Duma sociedade de servos, de servos da gleba, de servos-fabris, de proletários, passámos à Sociedade das Formigas dirigida por exércitos de funcionários, militares e policiais. Enquanto, por um lado, o Capitalismo decadente e desorganizado, porque liberal, continua a comer a carne e os ossos aos que lhe semeiam e amassam o Pão, e continuam a “tosquiar” periodicamente as ovelhas mansas, exigindo e conseguindo sacrifícios de quem toda a vida só fez sacrifícios… … Por outro lado, a mesma Miséria fatal, Invencível, só que planificada, mantém na inércia a classe mais conservadora de todas as classes: os Trabalhadores!

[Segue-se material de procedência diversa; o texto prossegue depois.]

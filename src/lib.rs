//! weft-map: a shared-memory, fixed-capacity, coalesced-chaining string
//! map.
//!
//! One flat byte region — a named mmap file or an anonymous mapping —
//! holds the whole table: header, per-slot lock words, and inline UTF-16
//! key/value storage. Any number of threads or attached processes read
//! and write it concurrently through fine-grained per-slot locks, with a
//! global gate for write lockout and chain surgery, and bounded-timeout
//! deadlock recovery on the insert path.
//!
//! Capacity, key width and value width are fixed at construction.
//! Collisions are resolved by coalesced chaining inside the table
//! itself; deletions rechain so that surviving entries stay reachable
//! from their home slot.
//!
//! ```no_run
//! use weft_map::{SharedTable, TableOptions};
//!
//! let table = SharedTable::create("demo", &TableOptions::default())?;
//! table.set("answer", "42")?;
//! assert_eq!(table.get("answer").as_deref(), Some("42"));
//!
//! // A peer (thread or process) attaches to the same region by name.
//! let peer = SharedTable::open("demo")?;
//! assert!(peer.has("answer"));
//! # Ok::<(), Box<dyn std::error::Error>>(())
//! ```

mod error;
mod hash;
mod shm;

pub use error::Error;
pub use hash::{murmur2, KeyHashFn};
pub use shm::{Keys, SharedTable, TableOptions, WriteGuard};
//! Table operation errors.
//!
//! Region lifecycle failures (create/open/attach) surface as
//! `std::io::Error`; everything at the operation level is an [`Error`].
//! Mutations either commit under their final exclusive locks or restart
//! from scratch, so no error leaves the table partially updated.

use thiserror::Error;

#[derive(Debug, Clone, Copy, PartialEq, Eq, Error)]
pub enum Error {
    /// Insertion attempted with no free slot left.
    #[error("table is full")]
    TableFull,

    /// Key exceeds the table's fixed key width.
    #[error("key of {len} code units exceeds the table maximum of {max}")]
    KeyTooLong { len: usize, max: usize },

    /// Value exceeds the table's fixed value width.
    #[error("value of {len} code units exceeds the table maximum of {max}")]
    ValueTooLong { len: usize, max: usize },

    /// The empty string is reserved as the empty-slot sentinel.
    #[error("keys must be non-empty")]
    InvalidKey,

    /// Lock recovery retried past its configured bound.
    #[error("gave up after {attempts} lock-recovery restarts")]
    Deadlock { attempts: u32 },
}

Não há nada a fazer? Há! Quem disse que não há?!…
Um pouco já por todo o Mundo, um pouco novo de tudo já está a rebentar. Um Novo lº de Maio. E outras datas históricas que hão-de tornar-se históricas, na medida em que os 
acontecimentos novos vão varrer todo o lixo… fascista… Toda a porcaria ideológica que, como demónios, se apegou, se 
pegou a  todos nós… ou algum de nós pode ousar dizer que
 nunca chegou a ser tentado?!

Mas, enquanto o que é novo historicamente já brota um novo perigo também já nos espreita. A NOVA DIREITA que só Deus sabe se, quando, como, quantos mártires não fará!… Porque o Grande Afrontamento ainda não se deu… na medida em que as sociedades novas sonhadas pelos utopistas e aproveitadas pelos partidos totalitários, eram, agora sabe-se e percebem-se, frutos espúrios do Cristianismo, uma espécie de filhos-de-fora da Igreja. Mas o Moderno Fascismo que vem aí, assume-se como Pagão, e pretende exaurir e destilar do Paganismo Histórico toda uma ideologia e uma doutrina de pensamento de acção.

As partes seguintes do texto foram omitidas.